"""

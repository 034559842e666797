// SPDX-License-Identifier: Apache-2.0
// © James Ross Ω FLYING•ROBOTS <https://github.com/flyingrobots>
//! Single-level inheritance by structural copy.
use tracing::{debug, instrument};

use crate::ident::NodeId;

use super::{ChildTarget, MakeChildDecl, TypeGraph, TypeGraphError};

impl TypeGraph {
    /// Copies the declared structure of `source` into `target`: MakeChilds
    /// (with their defaults and bindings), MakeLinks, and attribute
    /// declarations. Returns the keys of the copied MakeChilds.
    ///
    /// MakeChild keys listed in `skip` are left out; every other key must be
    /// free on `target`. Links already present on `target` with the same
    /// endpoints and kind, and attributes it already declares, are not
    /// duplicated. Nothing is modified when a collision is reported.
    ///
    /// # Errors
    /// - [`TypeGraphError::NotAType`] if either node is not a Type.
    /// - [`TypeGraphError::ChildAlreadyExists`] for the first colliding key.
    #[instrument(level = "debug", skip(self, skip))]
    pub fn copy_type_structure(
        &mut self,
        target: NodeId,
        source: NodeId,
        skip: &[&str],
    ) -> Result<Vec<String>, TypeGraphError> {
        let target_name = self.require_type(target)?.to_owned();
        self.require_type(source)?;

        let mut plan = Vec::new();
        for make_child in self.make_children(source) {
            let Some(key) = self.make_child_key(make_child) else {
                continue;
            };
            if skip.iter().any(|s| *s == key) {
                continue;
            }
            if self.make_child_by_key(target, key).is_some() {
                return Err(TypeGraphError::ChildAlreadyExists {
                    ty: target_name,
                    identifier: key.to_owned(),
                });
            }
            plan.push((make_child, key.to_owned()));
        }

        let mut copied = Vec::with_capacity(plan.len());
        for (make_child, key) in plan {
            self.copy_make_child(target, make_child)?;
            copied.push(key);
        }

        let existing = self.make_link_decls(target);
        let mut links = 0_usize;
        for decl in self.make_link_decls(source) {
            if existing.contains(&decl) {
                continue;
            }
            self.add_make_link(target, &decl.lhs, &decl.rhs, decl.kind)?;
            links += 1;
        }

        for (name, kind) in self.declared_attributes(source) {
            if self.attribute_kind(target, &name).is_none() {
                self.declare_attribute(target, &name, kind)?;
            }
        }

        debug!(ty = %target_name, children = copied.len(), links, "type structure copied");
        Ok(copied)
    }

    fn copy_make_child(&mut self, target: NodeId, make_child: NodeId) -> Result<NodeId, TypeGraphError> {
        let identifier = self
            .make_child_identifier(make_child)
            .ok_or(TypeGraphError::NotAMakeChild(make_child))?
            .to_owned();
        let reference = self
            .make_child_type_reference(make_child)
            .ok_or(TypeGraphError::NotAMakeChild(make_child))?;
        let reference_name = self
            .type_reference_identifier(reference)
            .unwrap_or_default()
            .to_owned();
        let resolved = self.resolution(reference);

        let mut decl = MakeChildDecl::new(identifier, ChildTarget::Deferred(reference_name))
            .mounted_at(self.make_child_mount(make_child).unwrap_or_default());
        decl.soft = self.is_soft(make_child);
        decl.role = self.make_child_role(make_child);
        let copy = self.add_make_child_with(target, decl)?;

        // Keep the source's binding even when the reference names an alias.
        if let (Some(ty), Some(new_reference)) = (resolved, self.make_child_type_reference(copy)) {
            self.set_resolution(new_reference, ty)?;
        }
        for (key, value) in self.make_child_attributes(make_child) {
            self.set_make_child_attribute(copy, &key, value)?;
        }
        Ok(copy)
    }
}

#[cfg(test)]
mod tests {
    #![allow(clippy::expect_used)]
    use super::*;
    use crate::literal::LiteralKind;
    use crate::typegraph::{LinkKind, RefPath};
    use crate::Linker;

    fn base(tg: &mut TypeGraph) -> (NodeId, NodeId) {
        let electrical = tg.add_type("Electrical").expect("type");
        let two_pin = tg.add_type("TwoPin").expect("type");
        tg.add_make_child(two_pin, "p1", electrical).expect("p1");
        tg.add_make_child(two_pin, "p2", electrical).expect("p2");
        tg.add_make_link(
            two_pin,
            &RefPath::parse("p1"),
            &RefPath::parse("p2"),
            LinkKind::InterfaceConnection { shallow: true },
        )
        .expect("link");
        tg.declare_attribute(two_pin, "package", LiteralKind::Str)
            .expect("attr");
        (electrical, two_pin)
    }

    #[test]
    fn copies_children_links_and_attributes() {
        let mut tg = TypeGraph::new();
        let (electrical, two_pin) = base(&mut tg);
        let cap = tg.add_type("Capacitor").expect("type");
        let copied = tg.copy_type_structure(cap, two_pin, &[]).expect("copy");
        assert_eq!(copied, vec!["p1", "p2"]);
        let reference = tg
            .make_child_type_reference_by_identifier(cap, "p2")
            .expect("p2");
        assert_eq!(Linker::get_resolved_type(&tg, reference), Some(electrical));
        assert_eq!(tg.make_link_decls(cap), tg.make_link_decls(two_pin));
        assert_eq!(tg.attribute_kind(cap, "package"), Some(LiteralKind::Str));
    }

    #[test]
    fn collisions_need_an_explicit_skip() {
        let mut tg = TypeGraph::new();
        let (electrical, two_pin) = base(&mut tg);
        let diode = tg.add_type("Diode").expect("type");
        tg.add_make_child(diode, "p1", electrical).expect("override");
        assert_eq!(
            tg.copy_type_structure(diode, two_pin, &[]),
            Err(TypeGraphError::ChildAlreadyExists {
                ty: "Diode".to_owned(),
                identifier: "p1".to_owned()
            })
        );
        assert_eq!(tg.declared_identifiers(diode), vec!["p1"]);
        assert!(tg.make_links(diode).is_empty());

        let copied = tg.copy_type_structure(diode, two_pin, &["p1"]).expect("copy");
        assert_eq!(copied, vec!["p2"]);
        assert_eq!(tg.declared_identifiers(diode), vec!["p1", "p2"]);
    }
}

"""

**PROBLEM DETAILS**
Where the string "TypeGraphError" appears in a line of the listing, copy that line.

**RESPONSE TO THIS TASK**
use super::{ChildTarget, MakeChildDecl, TypeGraph, TypeGraphError};
    /// - [`TypeGraphError::NotAType`] if either node is not a Type.
    /// - [`TypeGraphError::ChildAlreadyExists`] for the first colliding key.
    ) -> Result<Vec<String>, TypeGraphError> {
                return Err(TypeGraphError::ChildAlreadyExists {
    fn copy_make_child(&mut self, target: NodeId, make_child: NodeId) -> Result<NodeId, TypeGraphError> {
            .ok_or(TypeGraphError::NotAMakeChild(make_child))?
            .ok_or(TypeGraphError::NotAMakeChild(make_child))?;
            Err(TypeGraphError::ChildAlreadyExists {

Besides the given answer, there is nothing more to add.